I have known Forrest (Woody) Mosten for quite a while. He co-authored several articles on collaborative law with me, putting him at risk of tarnishing his stellar reputation. We also co-authored an article, Family Lawyering: Past, Present, and Future. Much more significantly, Woody is known as the “father of unbundling” (as well as being a tireless promoter of good causes like preventive law and peacebuilding).
What is Unbundling and Why is it Important?
Unbundling goes by many names, including “limited scope legal services.” Lawyers provide specified services to clients rather than “full service” representation. It’s like ordering food à la carte instead of a fixed, seven-course meal.
So, instead of hiring lawyers to take complete control of a case, people may hire them to perform specific tasks, such as drafting documents, coaching people to represent themselves, negotiating as settlement counsel or collaborative lawyers (where the lawyers do not represent the clients in litigation), representing clients in mediation, and a long list of other possible tasks including those identified in a comment to Missouri Rule of Professional Conduct 4-1.2.

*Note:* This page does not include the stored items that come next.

//! Error types for notifier sinks.

use thiserror::Error;

/// Delivery failures. The pipeline treats every variant as fatal.
#[derive(Debug, Error)]
pub enum NotifyError {
    /// HTTP request failed
    #[error("HTTP request failed: {0}")]
    Http(#[from] reqwest::Error),

    /// Sink is missing a credential or destination
    #[error("notifier not configured: {0}")]
    NotConfigured(String),

    /// Slack answered 200 with `ok: false`
    #[error("slack API error: {0}")]
    Api(String),

    /// Rate limited by the service
    #[error("rate limited, retry after {retry_after_secs}s")]
    RateLimited { retry_after_secs: u64 },

    /// Non-success HTTP status
    #[error("slack returned {status}: {body}")]
    Status { status: u16, body: String },
}
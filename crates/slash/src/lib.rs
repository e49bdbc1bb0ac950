//! HTTP endpoint answering the `/kubectl` Slack slash command.
//!
//! Stateless: checks the shared token and replies with a fixed liveness
//! message. Shares nothing with the watch pipeline.

#![forbid(unsafe_code)]

use std::net::SocketAddr;
use std::sync::Arc;

use anyhow::{Context, Result};
use axum::{
    extract::{Form, State},
    http::StatusCode,
    response::Json,
    routing::{get, post},
    Router,
};
use serde::{Deserialize, Serialize};
use serde_json::{json, Value};
use tracing::{debug, info, warn};

pub const ALIVE_TEXT: &str = "I'm alive!";

#[derive(Debug, Clone, PartialEq, Eq)]
pub struct SlashConfig {
    /// Verification token Slack sends with every command.
    pub token: String,
    pub listen: SocketAddr,
}

/// Form fields Slack posts for a slash command.
#[derive(Debug, Clone, Default, Deserialize)]
#[serde(default)]
pub struct SlashCommand {
    pub token: String,
    pub team_id: String,
    pub team_domain: String,
    pub channel_id: String,
    pub channel_name: String,
    pub user_id: String,
    pub user_name: String,
    pub command: String,
    pub text: String,
    pub response_url: String,
}

#[derive(Debug, Clone, Serialize, Deserialize, PartialEq, Eq)]
pub struct SlashResponse {
    pub text: String,
    pub attachments: Vec<ResponseAttachment>,
}

#[derive(Debug, Clone, Serialize, Deserialize, PartialEq, Eq)]
pub struct ResponseAttachment {
    pub text: String,
    pub color: String,
}

struct AppState {
    token: String,
}

pub fn build_router(token: impl Into<String>) -> Router {
    let state = Arc::new(AppState { token: token.into() });
    Router::new()
        .route("/kubectl", post(kubectl_handler))
        .route("/health", get(health_check))
        .with_state(state)
}

async fn health_check() -> Json<Value> {
    Json(json!({ "status": "healthy" }))
}

async fn kubectl_handler(
    State(state): State<Arc<AppState>>,
    Form(cmd): Form<SlashCommand>,
) -> Result<Json<SlashResponse>, (StatusCode, &'static str)> {
    if cmd.token != state.token {
        warn!(user = %cmd.user_name, team = %cmd.team_domain, "slash command with invalid token");
        return Err((StatusCode::UNAUTHORIZED, "Invalid token."));
    }
    debug!(user = %cmd.user_name, channel = %cmd.channel_name, command = %cmd.command, text = %cmd.text, "slash command");
    Ok(Json(SlashResponse { text: ALIVE_TEXT.to_string(), attachments: Vec::new() }))
}

/// Serve until Ctrl-C.
pub async fn serve(cfg: &SlashConfig) -> Result<()> {
    let listener = tokio::net::TcpListener::bind(cfg.listen)
        .await
        .with_context(|| format!("binding {}", cfg.listen))?;
    info!(addr = %cfg.listen, "slash command endpoint listening");
    axum::serve(listener, build_router(cfg.token.clone()))
        .with_graceful_shutdown(async {
            let _ = tokio::signal::ctrl_c().await;
            info!("Ctrl-C received; shutting down slash endpoint");
        })
        .await
        .context("serving slash command endpoint")
}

Unbundling can be a valuable intermediate option between complete full-service representation and complete self-representation. Some people don’t want to retain lawyers to provide full-service representation but they do want some limited legal assistance.
Some people just can’t afford full-service representation, but even some who can afford it prefer not to buy it. Shockingly, some people don’t like lawyers. As Clark Cunningham documented, clients often complain that lawyers don’t listen well – and charge a lot of money for the privilege. People often fear that lawyers will escalate conflict and make matters more difficult and complicated than necessary. Some people want to maintain control over their affairs and don’t want to relinquish too much control to their lawyers.

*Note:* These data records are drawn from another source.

use std::io::Read;
use std::net::SocketAddr;
use std::path::PathBuf;
use std::str::FromStr;
use std::time::Duration;

use anyhow::{Context, Result};
use chrono::{DateTime, Utc};
use clap::{ArgAction, Args, Parser, Subcommand, ValueEnum};
use herald_core::{Decision, NotificationStyle, Policy, PolicyConfig, Rule, WatchEventType};
use herald_kubehub::{decode_record, TransportMode, WatchConfig, DEFAULT_CA_FILE, DEFAULT_TOKEN_FILE};
use herald_notify::{LogNotifier, Notifier, RenderMode, Renderer, SlackConfig, SlackNotifier};
use herald_pipeline::{Pipeline, PipelineOptions};
use herald_slash::SlashConfig;
use serde::Serialize;
use tokio::signal;
use tracing::{error, info};

#[derive(Parser, Debug)]
#[command(name = "heraldctl", version, about = "Watch Kubernetes events and forward the interesting ones to Slack")]
struct Cli {
    /// Output format (decide)
    #[arg(short = 'o', long = "output", value_enum, global = true, default_value_t = Output::Human)]
    output: Output,

    /// Log line format
    #[arg(long = "log-format", value_enum, global = true, default_value_t = LogFormat::Text)]
    log_format: LogFormat,

    #[command(subcommand)]
    command: Commands,
}

#[derive(Copy, Clone, Debug, Eq, PartialEq, ValueEnum)]
enum Output { Human, Json }

#[derive(Copy, Clone, Debug, Eq, PartialEq, ValueEnum)]
enum LogFormat { Text, Json }

#[derive(Copy, Clone, Debug, Eq, PartialEq, ValueEnum)]
enum Transport { Direct, Proxy, Infer }

#[derive(Copy, Clone, Debug, Eq, PartialEq, ValueEnum)]
enum Render { Attachment, Inline }

#[derive(Subcommand, Debug)]
enum Commands {
    /// Stream cluster events and notify Slack until the watch ends
    Watch(WatchArgs),
    /// Run the notification policy on one watch record and print the decision
    Decide(DecideArgs),
    /// Serve the /kubectl slash command endpoint
    Slash(SlashArgs),
}

#[derive(Args, Debug)]
struct KubeArgs {
    /// How to reach the API server
    #[arg(long = "transport", value_enum, env = "HERALD_TRANSPORT", default_value_t = Transport::Direct)]
    transport: Transport,
    /// API server host (direct transport)
    #[arg(long = "host", env = "KUBERNETES_SERVICE_HOST")]
    host: Option<String>,
    #[arg(long = "port", env = "KUBERNETES_PORT_443_TCP_PORT", default_value_t = 443)]
    port: u16,
    /// Bearer token file (direct transport)
    #[arg(long = "token-file", env = "HERALD_TOKEN_FILE", default_value = DEFAULT_TOKEN_FILE)]
    token_file: PathBuf,
    /// CA bundle for the API server certificate (direct transport)
    #[arg(long = "ca-file", env = "HERALD_CA_FILE", default_value = DEFAULT_CA_FILE)]
    ca_file: PathBuf,
    #[arg(long = "insecure-skip-tls-verify", env = "HERALD_INSECURE", action = ArgAction::SetTrue)]
    insecure_skip_tls_verify: bool,
    /// Proxy base URL (proxy transport)
    #[arg(long = "proxy-url", env = "HERALD_PROXY_URL", default_value = "http://127.0.0.1:8001")]
    proxy_url: String,
    /// Watch one namespace instead of the whole cluster
    #[arg(long = "namespace", env = "HERALD_NAMESPACE")]
    namespace: Option<String>,
    #[arg(long = "field-selector", env = "HERALD_FIELD_SELECTOR")]
    field_selector: Option<String>,
}

impl KubeArgs {
    fn to_config(&self) -> WatchConfig {
        WatchConfig {
            transport: match self.transport {
                Transport::Direct => TransportMode::Direct,
                Transport::Proxy => TransportMode::Proxy,
                Transport::Infer => TransportMode::Infer,
            },
            host: self.host.clone(),
            port: self.port,
            token_file: self.token_file.clone(),
            ca_file: self.ca_file.clone(),
            insecure_skip_tls_verify: self.insecure_skip_tls_verify,
            proxy_url: self.proxy_url.clone(),
            namespace: self.namespace.clone(),
            field_selector: self.field_selector.clone(),
        }
    }
}

#[derive(Args, Debug)]
struct SlackArgs {
    #[arg(long = "slack-token", env = "SLACK_TOKEN", hide_env_values = true)]
    slack_token: Option<String>,
    #[arg(long = "slack-channel", env = "SLACK_CHANNEL")]
    slack_channel: Option<String>,
    /// Incoming webhook, used when no token is set
    #[arg(long = "slack-webhook-url", env = "SLACK_WEBHOOK_URL", hide_env_values = true)]
    slack_webhook_url: Option<String>,
    #[arg(long = "slack-api-base", default_value = herald_notify::slack::DEFAULT_API_BASE)]
    slack_api_base: String,
    #[arg(long = "render", value_enum, env = "HERALD_RENDER", default_value_t = Render::Attachment)]
    render: Render,
    /// Appended to every message
    #[arg(long = "cluster-name", env = "CLUSTER_NAME")]
    cluster_name: Option<String>,
}

impl SlackArgs {
    fn render_mode(&self) -> RenderMode {
        match self.render {
            Render::Attachment => RenderMode::Attachment,
            Render::Inline => RenderMode::Inline,
        }
    }

    fn to_config(&self) -> SlackConfig {
        SlackConfig {
            token: self.slack_token.clone(),
            channel: self.slack_channel.clone(),
            webhook_url: self.slack_webhook_url.clone(),
            api_base: self.slack_api_base.clone(),
            render: self.render_mode(),
            cluster_name: self.cluster_name.clone(),
        }
    }
}

#[derive(Args, Debug)]
struct PolicyArgs {
    /// Extra allow-list entry `Reason[=style]`; repeat or comma-separate
    #[arg(long = "rule", env = "HERALD_RULES", value_delimiter = ',')]
    rules: Vec<Rule>,
    /// Events older than this are never sent
    #[arg(long = "max-age-secs", default_value_t = 60)]
    max_age_secs: u64,
    #[arg(long = "backoff-reason", default_value = "BackOff")]
    backoff_reason: String,
    /// Exact count that escalates the backoff reason
    #[arg(long = "backoff-count", default_value_t = 3)]
    backoff_count: u32,
    #[arg(long = "backoff-style", default_value = "danger")]
    backoff_style: NotificationStyle,
}

impl PolicyArgs {
    fn to_config(&self) -> PolicyConfig {
        PolicyConfig {
            backoff_reason: self.backoff_reason.clone(),
            backoff_count: self.backoff_count,
            backoff_style: self.backoff_style.clone(),
            max_age: Duration::from_secs(self.max_age_secs),
            ..PolicyConfig::default()
        }
        .with_rules(self.rules.iter().cloned())
    }
}

#[derive(Args, Debug)]
struct WatchArgs {
    #[command(flatten)]
    kube: KubeArgs,
    #[command(flatten)]
    slack: SlackArgs,
    #[command(flatten)]
    policy: PolicyArgs,
    /// Log and drop malformed records instead of stopping
    #[arg(long = "skip-malformed", env = "HERALD_SKIP_MALFORMED", action = ArgAction::SetTrue)]
    skip_malformed: bool,
    /// Log rendered messages instead of posting them
    #[arg(long = "dry-run", action = ArgAction::SetTrue)]
    dry_run: bool,
}

#[derive(Args, Debug)]
struct DecideArgs {
    /// File holding one watch record; stdin when omitted or `-`
    file: Option<PathBuf>,
    /// Evaluate as of this RFC 3339 instant instead of now
    #[arg(long = "now")]
    now: Option<DateTime<Utc>>,
    #[command(flatten)]
    policy: PolicyArgs,
}

#[derive(Args, Debug)]
struct SlashArgs {
    #[arg(long = "listen", env = "HERALD_SLASH_LISTEN", default_value = "0.0.0.0:9090")]
    listen: SocketAddr,
    /// Verification token configured on the Slack command
    #[arg(long = "slash-token", env = "SLASH_TOKEN", hide_env_values = true)]
    slash_token: String,
}

fn init_tracing(format: LogFormat) {
    let env = std::env::var("HERALD_LOG").unwrap_or_else(|_| "info".to_string());
    let filter = tracing_subscriber::EnvFilter::from_str(&env).unwrap_or_else(|_| tracing_subscriber::EnvFilter::new("info"));
    match format {
        LogFormat::Text => tracing_subscriber::fmt().with_env_filter(filter).with_target(true).init(),
        LogFormat::Json => tracing_subscriber::fmt().with_env_filter(filter).with_target(true).json().init(),
    }
}

fn init_metrics() {
    if let Ok(addr) = std::env::var("HERALD_METRICS_ADDR") {
        if let Ok(sock) = addr.parse::<SocketAddr>() {
            let builder = metrics_exporter_prometheus::PrometheusBuilder::new();
            match builder.with_http_listener(sock).install() {
                Ok(_) => tracing::info!(addr = %addr, "Prometheus metrics exporter listening"),
                Err(e) => tracing::warn!(error = %e, "failed to install metrics exporter"),
            }
        } else {
            tracing::warn!(addr = %addr, "invalid HERALD_METRICS_ADDR; expected host:port");
        }
    }
}

#[tokio::main]
async fn main() -> Result<()> {
    let cli = Cli::parse();
    init_tracing(cli.log_format);
    init_metrics();

    match cli.command {
        Commands::Watch(args) => run_watch(args).await,
        Commands::Decide(args) => run_decide(args, cli.output),
        Commands::Slash(args) => herald_slash::serve(&SlashConfig { token: args.slash_token, listen: args.listen }).await,
    }
}

async fn run_watch(args: WatchArgs) -> Result<()> {
    let watch_cfg = args.kube.to_config();
    let policy = Policy::new(&args.policy.to_config());
    let notifier: Box<dyn Notifier> = if args.dry_run {
        Box::new(LogNotifier::new(Renderer::new(args.slack.render_mode(), args.slack.cluster_name.clone())))
    } else {
        Box::new(SlackNotifier::new(&args.slack.to_config())?)
    };
    let opts = PipelineOptions { skip_malformed: args.skip_malformed };
    let mut pipeline = Pipeline::new(&policy, notifier.as_ref(), opts);

    info!(transport = ?watch_cfg.transport, path = %watch_cfg.url_path(), sink = notifier.name(), "watching events");
    tokio::select! {
        res = pipeline.connect_and_run(herald_kubehub::connect(&watch_cfg)) => match res {
            Ok(summary) => {
                info!(
                    records = summary.records,
                    notified = summary.notified,
                    suppressed = summary.suppressed,
                    skipped_malformed = summary.skipped_malformed,
                    "watch finished"
                );
                Ok(())
            }
            Err(e) => {
                error!(error = %e, raw = ?e.raw_record(), "watch stopped");
                Err(e.into())
            }
        },
        _ = signal::ctrl_c() => {
            info!("Ctrl-C received; stopping watch");
            Ok(())
        }
    }
}

#[derive(Debug, Serialize)]
struct DecideReport {
    #[serde(rename = "type")]
    kind: WatchEventType,
    reason: String,
    count: u32,
    age_secs: i64,
    decision: Decision,
}

fn decide_bytes(bytes: &[u8], cfg: &PolicyConfig, now: DateTime<Utc>) -> Result<DecideReport> {
    let rec = decode_record(bytes.trim_ascii(), 1)?;
    let decision = Policy::new(cfg).decide(&rec.event, now);
    Ok(DecideReport {
        kind: rec.kind,
        age_secs: (now - rec.event.last_timestamp).num_seconds(),
        reason: rec.event.reason,
        count: rec.event.count,
        decision,
    })
}

fn run_decide(args: DecideArgs, output: Output) -> Result<()> {
    let bytes = match args.file.as_deref() {
        Some(p) if p.as_os_str() != "-" => std::fs::read(p).with_context(|| format!("reading {}", p.display()))?,
        _ => {
            let mut buf = Vec::new();
            std::io::stdin().read_to_end(&mut buf).context("reading stdin")?;
            buf
        }
    };
    let report = decide_bytes(&bytes, &args.policy.to_config(), args.now.unwrap_or_else(Utc::now))?;
    match output {
        Output::Json => println!("{}", serde_json::to_string_pretty(&report)?),
        Output::Human => {
            let style = report.decision.style.as_ref().map(|s| s.to_string()).unwrap_or_else(|| "-".to_string());
            println!(
                "{} {} count={} age={}s -> notify={} style={} cause={}",
                report.kind,
                report.reason,
                report.count,
                report.age_secs,
                report.decision.notify,
                style,
                report.decision.cause.as_str()
            );
        }
    }
    Ok(())
}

On the other hand, self-representation without legal assistance also can be very problematic. The legal system can be too confusing and terrifying to manage without any professional assistance. It can be particularly scary when people engage in bitter conflict with adversaries who they fear and distrust.
Dealing with self-represented litigants (who have their own acronym – SRLs) creates real problems for the legal system. SRLs generally don’t understand the substantive and procedural rules very well and can have unrealistic expectations. Judges, mediators, and opposing counsel may be tempted to advise them, but that presents serious ethical problems. A number of people at the recent mediation training I did with Susan Yates said that working with SRLs is a challenging problem for them.

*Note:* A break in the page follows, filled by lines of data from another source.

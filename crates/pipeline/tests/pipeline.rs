#![forbid(unsafe_code)]

use std::io::Write;
use std::sync::{Arc, Mutex};

use async_trait::async_trait;
use chrono::{DateTime, Duration, TimeZone, Utc};
use herald_core::{Event, NotificationStyle, Policy};
use herald_kubehub::EventDecoder;
use herald_notify::{Delivery, Notifier, NotifyError};
use herald_pipeline::{Pipeline, PipelineError, PipelineOptions, RunSummary, StreamState};

fn fixed_now() -> DateTime<Utc> { Utc.with_ymd_and_hms(2024, 5, 1, 12, 0, 0).unwrap() }

#[derive(Default)]
struct Recording {
    calls: Mutex<Vec<(String, Option<NotificationStyle>)>>,
}

impl Recording {
    fn calls(&self) -> Vec<(String, Option<NotificationStyle>)> { self.calls.lock().unwrap().clone() }
}

#[async_trait]
impl Notifier for Recording {
    fn name(&self) -> &'static str { "recording" }

    async fn notify(&self, event: &Event, style: Option<&NotificationStyle>) -> Result<Delivery, NotifyError> {
        self.calls.lock().unwrap().push((event.reason.clone(), style.cloned()));
        Ok(Delivery::default())
    }
}

struct Failing;

#[async_trait]
impl Notifier for Failing {
    fn name(&self) -> &'static str { "failing" }

    async fn notify(&self, _event: &Event, _style: Option<&NotificationStyle>) -> Result<Delivery, NotifyError> {
        Err(NotifyError::Api("invalid_auth".to_string()))
    }
}

fn record(kind: &str, reason: &str, count: u32, age_secs: i64) -> String {
    let last = fixed_now() - Duration::seconds(age_secs);
    serde_json::json!({
        "type": kind,
        "object": {
            "metadata": { "name": format!("obj.{}", reason.to_lowercase()), "namespace": "default" },
            "involvedObject": { "kind": "Node" },
            "source": { "component": "node-controller" },
            "reason": reason,
            "message": format!("{} observed", reason),
            "count": count,
            "firstTimestamp": last.to_rfc3339(),
            "lastTimestamp": last.to_rfc3339(),
        }
    })
    .to_string()
}

#[derive(Clone, Default)]
struct LogBuf(Arc<Mutex<Vec<u8>>>);

impl Write for LogBuf {
    fn write(&mut self, buf: &[u8]) -> std::io::Result<usize> {
        self.0.lock().unwrap().extend_from_slice(buf);
        Ok(buf.len())
    }
    fn flush(&mut self) -> std::io::Result<()> { Ok(()) }
}

impl LogBuf {
    fn contents(&self) -> String { String::from_utf8_lossy(&self.0.lock().unwrap()).into_owned() }
}

fn capture_logs() -> (LogBuf, tracing::subscriber::DefaultGuard) {
    let buf = LogBuf::default();
    let writer = buf.clone();
    let subscriber = tracing_subscriber::fmt()
        .with_max_level(tracing::Level::DEBUG)
        .with_ansi(false)
        .with_writer(move || writer.clone())
        .finish();
    (buf, tracing::subscriber::set_default(subscriber))
}

#[tokio::test]
async fn notifies_then_fails_on_malformed_record() {
    let (logs, _guard) = capture_logs();
    let input = format!("{}\n{{not json\n{}\n", record("ADDED", "NodeOutOfDisk", 1, 0), record("ADDED", "NodeReady", 1, 0));
    let policy = Policy::default();
    let sink = Recording::default();
    let mut pipeline = Pipeline::new(&policy, &sink, PipelineOptions::default()).with_clock(fixed_now);

    let err = pipeline.run(EventDecoder::new(input.as_bytes()).into_stream()).await.unwrap_err();

    assert_eq!(sink.calls(), vec![("NodeOutOfDisk".to_string(), Some(NotificationStyle::Danger))]);
    assert!(matches!(err, PipelineError::Decode(_)));
    assert_eq!(err.raw_record(), Some("{not json"));
    assert_eq!(pipeline.state(), StreamState::Failed);
    assert!(logs.contents().contains("raw={not json"), "{}", logs.contents());
}

#[tokio::test]
async fn skip_malformed_continues_with_next_record() {
    let input = format!("{{not json\n{}\n", record("ADDED", "NodeReady", 1, 0));
    let policy = Policy::default();
    let sink = Recording::default();
    let opts = PipelineOptions { skip_malformed: true };
    let mut pipeline = Pipeline::new(&policy, &sink, opts).with_clock(fixed_now);

    let summary = pipeline.run(EventDecoder::new(input.as_bytes()).into_stream()).await.unwrap();

    assert_eq!(summary, RunSummary { records: 1, notified: 1, suppressed: 0, skipped_malformed: 1 });
    assert_eq!(sink.calls().len(), 1);
}

#[tokio::test]
async fn stale_event_is_logged_and_not_sent() {
    let (logs, _guard) = capture_logs();
    let input = record("ADDED", "NodeNotReady", 1, 90);
    let policy = Policy::default();
    let sink = Recording::default();
    let mut pipeline = Pipeline::new(&policy, &sink, PipelineOptions::default()).with_clock(fixed_now);

    let summary = pipeline.run(EventDecoder::new(input.as_bytes()).into_stream()).await.unwrap();

    assert!(sink.calls().is_empty());
    assert_eq!(summary.suppressed, 1);
    let out = logs.contents();
    assert!(out.contains("suppressed stale event"), "{out}");
    assert!(out.contains("age_minutes=1"), "{out}");
}

#[tokio::test]
async fn end_of_stream_drains_cleanly_in_order() {
    let input = [
        record("ADDED", "SuccessfulCreate", 1, 0),
        record("MODIFIED", "SuccessfulCreate", 2, 0),
        record("ADDED", "Pulled", 1, 0),
        record("MODIFIED", "BackOff", 2, 5),
        record("MODIFIED", "BackOff", 3, 5),
        record("MODIFIED", "BackOff", 4, 5),
        record("DELETED", "NodeNotReady", 1, 10),
    ]
    .join("\n");
    let policy = Policy::default();
    let sink = Recording::default();
    let mut pipeline = Pipeline::new(&policy, &sink, PipelineOptions::default()).with_clock(fixed_now);

    let summary = pipeline.run(EventDecoder::new(input.as_bytes()).into_stream()).await.unwrap();

    assert_eq!(
        sink.calls(),
        vec![
            ("SuccessfulCreate".to_string(), Some(NotificationStyle::Good)),
            ("BackOff".to_string(), Some(NotificationStyle::Danger)),
            ("NodeNotReady".to_string(), Some(NotificationStyle::Warning)),
        ]
    );
    assert_eq!(summary.records, 7);
    assert_eq!(summary.notified, 3);
    assert_eq!(summary.suppressed, 1);
    assert_eq!(pipeline.state(), StreamState::Draining);
}

#[tokio::test]
async fn bookmarks_are_not_events() {
    let input = format!(
        "{}\n{}\n",
        r#"{"type":"BOOKMARK","object":{"kind":"Event","apiVersion":"v1","metadata":{"resourceVersion":"12345"}}}"#,
        record("ADDED", "Pulled", 1, 600)
    );
    let policy = Policy::default();
    let sink = Recording::default();
    let mut pipeline = Pipeline::new(&policy, &sink, PipelineOptions::default()).with_clock(fixed_now);

    let summary = pipeline.run(EventDecoder::new(input.as_bytes()).into_stream()).await.unwrap();

    assert!(sink.calls().is_empty());
    assert_eq!(summary, RunSummary { records: 1, notified: 0, suppressed: 0, skipped_malformed: 0 });
}

#[tokio::test]
async fn notifier_failure_is_fatal() {
    let input = format!("{}\n{}\n", record("ADDED", "NodeReady", 1, 0), record("ADDED", "NodeReady", 1, 0));
    let policy = Policy::default();
    let mut pipeline = Pipeline::new(&policy, &Failing, PipelineOptions::default()).with_clock(fixed_now);

    let err = pipeline.run(EventDecoder::new(input.as_bytes()).into_stream()).await.unwrap_err();

    match err {
        PipelineError::Notify { sink, source: NotifyError::Api(code) } => {
            assert_eq!(sink, "failing");
            assert_eq!(code, "invalid_auth");
        }
        other => panic!("unexpected {other:?}"),
    }
    assert_eq!(pipeline.state(), StreamState::Failed);
}

#[tokio::test]
async fn upstream_status_is_fatal() {
    let input = r#"{"type":"ERROR","object":{"kind":"Status","code":410,"reason":"Expired","message":"too old resource version"}}"#;
    let policy = Policy::default();
    let sink = Recording::default();
    let mut pipeline = Pipeline::new(&policy, &sink, PipelineOptions { skip_malformed: true }).with_clock(fixed_now);

    let err = pipeline.run(EventDecoder::new(input.as_bytes()).into_stream()).await.unwrap_err();
    assert!(err.to_string().contains("410"), "{err}");
    assert!(err.raw_record().is_none());
}

#[tokio::test]
async fn connection_failure_is_fatal() {
    let policy = Policy::default();
    let sink = Recording::default();
    let mut pipeline = Pipeline::new(&policy, &sink, PipelineOptions::default());

    let connect = async { Err::<&[u8], _>(anyhow::anyhow!("connection refused")) };
    let err = pipeline.connect_and_run(connect).await.unwrap_err();

    assert!(matches!(err, PipelineError::Connect(ref m) if m.contains("connection refused")));
    assert_eq!(pipeline.state(), StreamState::Failed);
    assert!(sink.calls().is_empty());
}

#[tokio::test]
async fn connect_and_run_streams_from_reader() {
    let input = record("ADDED", "NodeReady", 1, 0);
    let policy = Policy::default();
    let sink = Recording::default();
    let mut pipeline = Pipeline::new(&policy, &sink, PipelineOptions::default()).with_clock(fixed_now);

    let bytes = input.into_bytes();
    let summary = pipeline.connect_and_run(async { Ok(&bytes[..]) }).await.unwrap();
    assert_eq!(summary.notified, 1);
}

So unbundling has the potential to solve a lot of problems for litigants and the legal system.
In fact, lawyers have been providing unbundled services for a very long time, but it hasn’t had a name until recently and there is no uniform unbundled procedure. It is only recently that people have developed and promoted good unbundled practice.
Woody wrote, “What’s really new about unbundling? Lawyers have long provided client consultations, second opinions, answered phone questions, and provided other discrete task services. What is really new about unbundling is the mind-set of lawyers to proactively make such limited services available and to tell Jane Q. Public how to get them.” Unbundling, 40 Family Court Review 15, 15 (2002).
Enter Woody Mosten
In 2000, Woody wroteUnbundling Legal Services: A Guide to Delivering Legal Services a la Carte, a manual published by the ABA Law Practice Management Section. He has written numerous publications on unbundling since then and stimulated the legal community to take proactive steps to make this valuable set of services more available to the public.
The ABA Family Law Section just published his new book (with Elizabeth Potter Scully), Unbundled Legal Services: A Family Lawyer’s Guide. As you can see from the website, this book is a comprehensive guide for lawyers who want to offer unbundled legal services. Doing this is trickier than it sounds and it entails some ethical and malpractice pitfalls, described in chapter 12. So anyone providing these services would be well-advised to get this book.
Unbundling is particularly helpful in family matters because parties generally understand the issues (if not the law) and sometimes can represent themselves well – especially if they have some legal help. Many family courts are overwhelmed with large numbers of cases involving SRLs, so providing unbundled legal services can make a significant contribution to the legal system.
Unbundling is not just for family matters, however. In virtually all types of cases, some people have the interests in unbundling that are described above.
It may become increasingly important in the future as tectonic forces change the structure of legal services.
So What’s It To You?
If you are a law professor, consider covering unbundling in your courses whenever appropriate. In my view, every family law course should include significant discussion of unbundling. It is also appropriate for lawyering, ADR survey, negotiation, mediation, and professional responsibility courses, among others. And it would be great if you could teach a course devoted entirely to unbundling.
If you are a dispute resolution practitioner – advocate or neutral – consider whether unbundling would be appropriate in any of your cases. When parties are self-represented, you might suggest that they consider getting unbundled legal assistance. It might seem paradoxical for lawyers to suggest this to their opposing parties, but doing so could be in their clients’ interests by making the process work more smoothly.
If you are a judge, court administrator, or bar association official, consider providing information and training on unbundling and encouraging lawyers to offer these services.